Inicialmente, é importante salientar que nossa Constituição Federal ordena o pleno
desenvolvimento da função social da cidade1 e garante o bem-estar de seus habitantes,
dedicando um capítulo à política de desenvolvimento urbano sustentável, estatuindo que
esta deve ser implementada pelo Poder Público Municipal, em conformidade com o
Estatuto da Cidade e com a legislação protetiva do meio ambiente.

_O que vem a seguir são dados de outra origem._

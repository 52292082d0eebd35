//! Participant types.

use serde::{Deserialize, Serialize};

/// Shortest accepted document (CPF).
const MIN_DOCUMENT_DIGITS: usize = 11;

/// Longest accepted document (CNPJ).
const MAX_DOCUMENT_DIGITS: usize = 14;

/// A registered participant.
#[derive(Debug, Clone, PartialEq, Eq, Serialize, Deserialize)]
pub struct Participant {
    /// CPF/CNPJ digits.
    pub document: String,
    /// Display name.
    pub name: String,
    /// Contact e-mail.
    #[serde(default, skip_serializing_if = "Option::is_none")]
    pub email: Option<String>,
    /// Contact phone.
    #[serde(default, skip_serializing_if = "Option::is_none")]
    pub phone: Option<String>,
    /// Registration time (milliseconds since epoch).
    pub registered_at: i64,
}

/// Strip punctuation from a CPF/CNPJ and check its length.
///
/// `"123.456.789-01"` becomes `"12345678901"`.
///
/// # Errors
///
/// Returns a message when the document does not have 11 to 14 digits.
pub fn normalize_document(raw: &str) -> Result<String, String> {
    let digits: String = raw.chars().filter(char::is_ascii_digit).collect();
    if digits.len() < MIN_DOCUMENT_DIGITS || digits.len() > MAX_DOCUMENT_DIGITS {
        return Err(format!(
            "document must have {MIN_DOCUMENT_DIGITS} to {MAX_DOCUMENT_DIGITS} digits"
        ));
    }
    Ok(digits)
}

O que é o Estatuto da Cidade? Trata-se da Lei 10.257/2001, um conjunto de medidas
que visam à implementação da função social da propriedade e a regulamentar a execução
da política urbana tratada nos artigos 182 e 183 da nossa CF. Apresenta importantes
institutos como o das operações urbanas consorciadas, da outorga onerosa do direito de
construir e um novo vetor tributário: IPTU progressivo aplicável aos terrenos urbanos
ociosos e aos loteamentos grilados na periferia. Em vários artigos, propõe-se a ordenar e
controlar o uso do solo para evitar a deterioração das áreas urbanizadas, a poluição e a
degradação ambiental. Além disso, fortalece a gestão democrática, com a ação de conselhos
de política urbana, das leis de iniciativa popular e da realização de debates, audiências e
consultas públicas. E torna obrigatório o plano diretor para cidades com mais de 20 mil
habitantes, para as integrantes de áreas de especial interesse turístico e para as inseridas na
área de influência de empreendimentos ou atividades com significativo impacto ambiental.
Sua aplicação, no entanto, ainda é inexpressiva!
Em 2003, uma das primeiras iniciativas do atual governo federal foi a criação do
Ministério das Cidades, cujo atual Ministro é Olivio Dutra. Dentre seus objetivos está a
universalização do direito à cidade, garantindo o acesso da população à habitação digna, ao
saneamento básico e à adequada mobilidade no trânsito, facilitada pelo transporte público.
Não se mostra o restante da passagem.